Clonal architecture in mesothelioma is prognostic and shapes the tumour microenvironment.
journal contributionposted on 24.03.2021, 11:50 by Min Zhang, Jin-Li Luo, Qianqian Sun, James Harber, Alan G Dawson, Apostolos Nakas, Sara Busacca, Annabel J Sharkey, David Waller, Michael T Sheaff, Cathy Richards, Peter Wells-Jordan, Aarti Gaba, Charlotte Poile, Essa Y Baitei, Aleksandra Bzura, Joanna Dzialo, Maymun Jama, John Le Quesne, Amrita Bajaj, Luke Martison, Jacqui A Shaw, Catrin Pritchard, Tamihiro Kamata, Nathaniel Kuse, Lee Brannan, Pan De Philip Zhang, Hongji Yang, Gareth Griffiths, Gareth Wilson, Charles Swanton, Frank Dudbridge, Edward J Hollox, Dean A Fennell
Malignant Pleural Mesothelioma (MPM) is typically diagnosed 20-50 years after exposure to asbestos and evolves along an unknown evolutionary trajectory. To elucidate this path, we conducted multi-regional exome sequencing of 90 tumour samples from 22 MPMs acquired at surgery.
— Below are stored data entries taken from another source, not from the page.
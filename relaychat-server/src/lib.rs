//! `RelayChat` server library.
//!
//! Exposes the relay server for use in tests and embedding. The server
//! accepts TCP connections, registers each one, and forwards every chunk a
//! client sends to all other clients.

pub mod config;
pub mod console;
pub mod registry;
pub mod relay;
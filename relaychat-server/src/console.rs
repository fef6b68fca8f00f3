//! Operator console: local commands and server-wide announcements.
//!
//! Lines are read on a dedicated thread and handed over a channel, so the
//! command handling here never blocks on the terminal.

use std::io::{self, Write};

use crossterm::cursor::MoveTo;
use crossterm::execute;
use crossterm::terminal::{Clear, ClearType};
use relaychat_proto::command::Command;
use relaychat_proto::line::{ChatLine, SERVER_SENDER};
use tokio::sync::mpsc;

use crate::registry::Origin;
use crate::relay::RelayState;

/// Capacity of the stdin line channel.
const CONSOLE_BUFFER: usize = 16;

/// What the operator asked for with one console line.
#[derive(Debug, Clone, PartialEq, Eq)]
pub enum ConsoleAction {
    /// Clear the local screen.
    Clear,
    /// Print the number of connected clients.
    Users,
    /// Stop the server.
    Exit,
    /// Send the text to every client as `Server,<text>`.
    Announce(String),
    /// Blank line or unknown command.
    Ignore,
}

impl ConsoleAction {
    /// Interpret one line of operator input.
    #[must_use]
    pub fn parse(line: &str) -> Self {
        let line = line.trim_end_matches(['\r', '\n']);
        if line.is_empty() {
            return Self::Ignore;
        }
        match Command::parse(line) {
            Some(Command::Clear) => Self::Clear,
            Some(Command::Users) => Self::Users,
            Some(Command::Exit) => Self::Exit,
            Some(Command::Unknown(name)) => {
                tracing::debug!(command = %name, "ignoring unknown console command");
                Self::Ignore
            }
            None => Self::Announce(line.to_string()),
        }
    }
}

/// Why the console loop returned.
#[derive(Debug, Clone, Copy, PartialEq, Eq)]
pub enum ConsoleExit {
    /// The operator typed `/exit`.
    Requested,
    /// Console input reached end of file.
    InputClosed,
}

/// Read stdin lines on a dedicated thread.
///
/// The thread ends at end of input or when the receiver is dropped.
///
/// # Errors
///
/// Returns an error if the thread cannot be spawned.
pub fn spawn_stdin_reader() -> io::Result<mpsc::Receiver<String>> {
    let (tx, rx) = mpsc::channel(CONSOLE_BUFFER);
    std::thread::Builder::new()
        .name("console-stdin".to_string())
        .spawn(move || {
            for line in io::stdin().lines() {
                match line {
                    Ok(line) => {
                        if tx.blocking_send(line).is_err() {
                            break;
                        }
                    }
                    Err(e) => {
                        tracing::warn!(error = %e, "failed to read console input");
                        break;
                    }
                }
            }
        })?;
    Ok(rx)
}

/// Process console lines until `/exit` or end of input.
///
/// # Errors
///
/// Returns an error if writing to `out` fails.
pub async fn run_console<W: Write>(
    lines: &mut mpsc::Receiver<String>,
    out: &mut W,
    state: &RelayState,
) -> io::Result<ConsoleExit> {
    while let Some(line) = lines.recv().await {
        match ConsoleAction::parse(&line) {
            ConsoleAction::Clear => execute!(out, Clear(ClearType::All), MoveTo(0, 0))?,
            ConsoleAction::Users => {
                let count = state.registry.count().await;
                writeln!(out, "Current active users: {count}")?;
                out.flush()?;
            }
            ConsoleAction::Exit => return Ok(ConsoleExit::Requested),
            ConsoleAction::Announce(text) => {
                let line = ChatLine::new(SERVER_SENDER, text);
                let report = state
                    .registry
                    .broadcast(Origin::Server, line.to_wire().as_bytes())
                    .await;
                tracing::info!(delivered = report.delivered, "operator message broadcast");
            }
            ConsoleAction::Ignore => {}
        }
    }
    Ok(ConsoleExit::InputClosed)
}
//! Configuration system for the `RelayChat` server.
//!
//! Supports layered configuration with the following priority (highest first):
//! 1. CLI arguments
//! 2. Environment variables (via clap `env` attribute)
//! 3. TOML config file (`~/.config/relaychat-server/config.toml`)
//! 4. Compiled defaults

use std::net::{IpAddr, SocketAddr};
use std::path::PathBuf;

use clap::Parser;

use crate::relay::DEFAULT_PEER_QUEUE_SIZE;

/// Errors that can occur when loading server configuration.
#[derive(Debug, thiserror::Error)]
pub enum ConfigError {
    /// Failed to read the configuration file.
    #[error("failed to read config file {path}: {source}")]
    ReadFile {
        /// Path that was attempted.
        path: PathBuf,
        /// Underlying I/O error.
        source: std::io::Error,
    },

    /// Failed to parse the TOML configuration.
    #[error("failed to parse config file: {0}")]
    ParseToml(#[from] toml::de::Error),
}

// ---------------------------------------------------------------------------
// TOML file structs (all fields Option for partial overrides)
// ---------------------------------------------------------------------------

/// Top-level TOML config file structure for the server.
#[derive(Debug, Default, serde::Deserialize)]
#[serde(default)]
struct ServerConfigFile {
    server: ServerFileConfig,
}

/// `[server]` section of the config file.
#[derive(Debug, Default, serde::Deserialize)]
#[serde(default)]
struct ServerFileConfig {
    bind_host: Option<String>,
    port: Option<u16>,
    peer_queue_size: Option<usize>,
}

// ---------------------------------------------------------------------------
// CLI arguments
// ---------------------------------------------------------------------------

/// CLI arguments for the relay server.
#[derive(clap::Parser, Debug, Default)]
#[command(version, about = "RelayChat broadcast relay server")]
pub struct ServerCliArgs {
    /// Port to listen on (default: 8080).
    pub port: Option<u16>,

    /// Host address to bind to (default: 0.0.0.0).
    #[arg(long, env = "RELAYCHAT_BIND")]
    pub bind: Option<String>,

    /// Path to config file (default: `~/.config/relaychat-server/config.toml`).
    #[arg(short, long)]
    pub config: Option<PathBuf>,

    /// Outbound messages queued per client before new ones are dropped.
    #[arg(long)]
    pub peer_queue_size: Option<usize>,

    /// Log level filter (trace, debug, info, warn, error).
    #[arg(long, default_value = "info", env = "RELAYCHAT_LOG")]
    pub log_level: String,
}

impl ServerCliArgs {
    /// Parse the process arguments, exiting with status 1 on malformed input.
    ///
    /// `--help` and `--version` still exit with status 0.
    #[must_use]
    pub fn parse_or_exit() -> Self {
        match Self::try_parse() {
            Ok(args) => args,
            Err(e) if !e.use_stderr() => e.exit(),
            Err(e) => {
                let _ = e.print();
                std::process::exit(1);
            }
        }
    }
}

// ---------------------------------------------------------------------------
// Resolved configuration
// ---------------------------------------------------------------------------

/// Fully resolved server configuration.
#[derive(Debug, Clone)]
pub struct ServerConfig {
    /// Host address to bind to.
    pub bind_host: String,
    /// Port to listen on.
    pub port: u16,
    /// Outbound queue capacity per client.
    pub peer_queue_size: usize,
    /// Log level filter string.
    pub log_level: String,
}

impl Default for ServerConfig {
    fn default() -> Self {
        Self {
            bind_host: "0.0.0.0".to_string(),
            port: 8080,
            peer_queue_size: DEFAULT_PEER_QUEUE_SIZE,
            log_level: "info".to_string(),
        }
    }
}

impl ServerConfig {
    /// Load configuration by merging CLI args, env vars, and a TOML file.
    ///
    /// If `--config` is given and the file does not exist, returns an error.
    /// If no `--config` is given, the default path is tried and a missing
    /// file is treated as empty config.
    ///
    /// # Errors
    ///
    /// Returns [`ConfigError`] if the explicit config file cannot be read
    /// or parsed.
    pub fn load(cli: &ServerCliArgs) -> Result<Self, ConfigError> {
        let file = load_config_file(cli.config.as_deref())?;
        Ok(Self::resolve(cli, &file))
    }

    /// Resolve a `ServerConfig` from CLI args and a parsed config file.
    ///
    /// Priority: CLI > file > default.
    #[must_use]
    fn resolve(cli: &ServerCliArgs, file: &ServerConfigFile) -> Self {
        let defaults = Self::default();

        Self {
            bind_host: cli
                .bind
                .clone()
                .or_else(|| file.server.bind_host.clone())
                .unwrap_or(defaults.bind_host),
            port: cli.port.or(file.server.port).unwrap_or(defaults.port),
            peer_queue_size: cli
                .peer_queue_size
                .or(file.server.peer_queue_size)
                .unwrap_or(defaults.peer_queue_size),
            log_level: cli.log_level.clone(),
        }
    }

    /// The `host:port` string handed to the listener.
    #[must_use]
    pub fn bind_addr(&self) -> String {
        match self.bind_host.parse::<IpAddr>() {
            Ok(ip) => SocketAddr::new(ip, self.port).to_string(),
            Err(_) => format!("{}:{}", self.bind_host, self.port),
        }
    }
}

// ---------------------------------------------------------------------------
// Internal helpers
// ---------------------------------------------------------------------------

/// Load and parse a TOML config file for the server.
fn load_config_file(
    explicit_path: Option<&std::path::Path>,
) -> Result<ServerConfigFile, ConfigError> {
    let path = if let Some(p) = explicit_path {
        let contents = std::fs::read_to_string(p).map_err(|e| ConfigError::ReadFile {
            path: p.to_path_buf(),
            source: e,
        })?;
        return Ok(toml::from_str(&contents)?);
    } else {
        let Some(config_dir) = dirs::config_dir() else {
            return Ok(ServerConfigFile::default());
        };
        config_dir.join("relaychat-server").join("config.toml")
    };

    match std::fs::read_to_string(&path) {
        Ok(contents) => Ok(toml::from_str(&contents)?),
        Err(e) if e.kind() == std::io::ErrorKind::NotFound => Ok(ServerConfigFile::default()),
        Err(e) => Err(ConfigError::ReadFile { path, source: e }),
    }
}

#[cfg(test)]
mod tests {
    use super::*;

    #[test]
    fn defaults() {
        let config = ServerConfig::default();
        assert_eq!(config.bind_addr(), "0.0.0.0:8080");
        assert_eq!(config.peer_queue_size, DEFAULT_PEER_QUEUE_SIZE);
    }

    #[test]
    fn toml_parsing_full() {
        let toml_str = r#"
[server]
bind_host = "127.0.0.1"
port = 9100
peer_queue_size = 32
"#;
        let file: ServerConfigFile = toml::from_str(toml_str).unwrap();
        let config = ServerConfig::resolve(&ServerCliArgs::default(), &file);

        assert_eq!(config.bind_addr(), "127.0.0.1:9100");
        assert_eq!(config.peer_queue_size, 32);
    }

    #[test]
    fn toml_parsing_empty() {
        let file: ServerConfigFile = toml::from_str("").unwrap();
        let config = ServerConfig::resolve(&ServerCliArgs::default(), &file);
        assert_eq!(config.port, 8080);
        assert_eq!(config.bind_host, "0.0.0.0");
    }

    #[test]
    fn cli_overrides_file() {
        let toml_str = r#"
[server]
port = 9100
peer_queue_size = 32
"#;
        let file: ServerConfigFile = toml::from_str(toml_str).unwrap();
        let cli = ServerCliArgs {
            port: Some(7000),
            ..Default::default()
        };
        let config = ServerConfig::resolve(&cli, &file);

        assert_eq!(config.port, 7000); // from CLI
        assert_eq!(config.peer_queue_size, 32); // from file
    }

    #[test]
    fn ipv6_bind_host_is_bracketed() {
        let config = ServerConfig {
            bind_host: "::1".to_string(),
            ..Default::default()
        };
        assert_eq!(config.bind_addr(), "[::1]:8080");
    }

    #[test]
    fn positional_port_is_parsed() {
        let cli = ServerCliArgs::try_parse_from(["relaychat-server", "9000"]).unwrap();
        assert_eq!(cli.port, Some(9000));
        assert!(ServerCliArgs::try_parse_from(["relaychat-server", "nope"]).is_err());
        assert!(ServerCliArgs::try_parse_from(["relaychat-server", "1", "2"]).is_err());
    }

    #[test]
    fn explicit_missing_config_file_returns_error() {
        let result = load_config_file(Some(std::path::Path::new("/nonexistent/config.toml")));
        assert!(matches!(result, Err(ConfigError::ReadFile { .. })));
    }
}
Here we show that exomic intratumour heterogeneity varies widely across the cohort. Phylogenetic tree topology ranges from linear to highly branched, reflecting a steep gradient of genomic instability. Using transfer learning, we detect repeated evolution, resolving 5 clusters that are prognostic, with temporally ordered clonal drivers. BAP1/-3p21 and FBXW7/-chr4 events are always early clonal. In contrast, NF2/-22q events, leading to Hippo pathway inactivation are predominantly late clonal, positively selected, and when subclonal, exhibit parallel evolution indicating an evolutionary constraint. Very late somatic alteration of NF2/22q occurred in one patient 12 years after surgery. Clonal architecture and evolutionary clusters dictate MPM inflammation and immune evasion. These results reveal potentially drugable evolutionary bottlenecking in MPM, and an impact of clonal architecture on shaping the immune landscape, with potential to dictate the clinical response to immune checkpoint inhibition.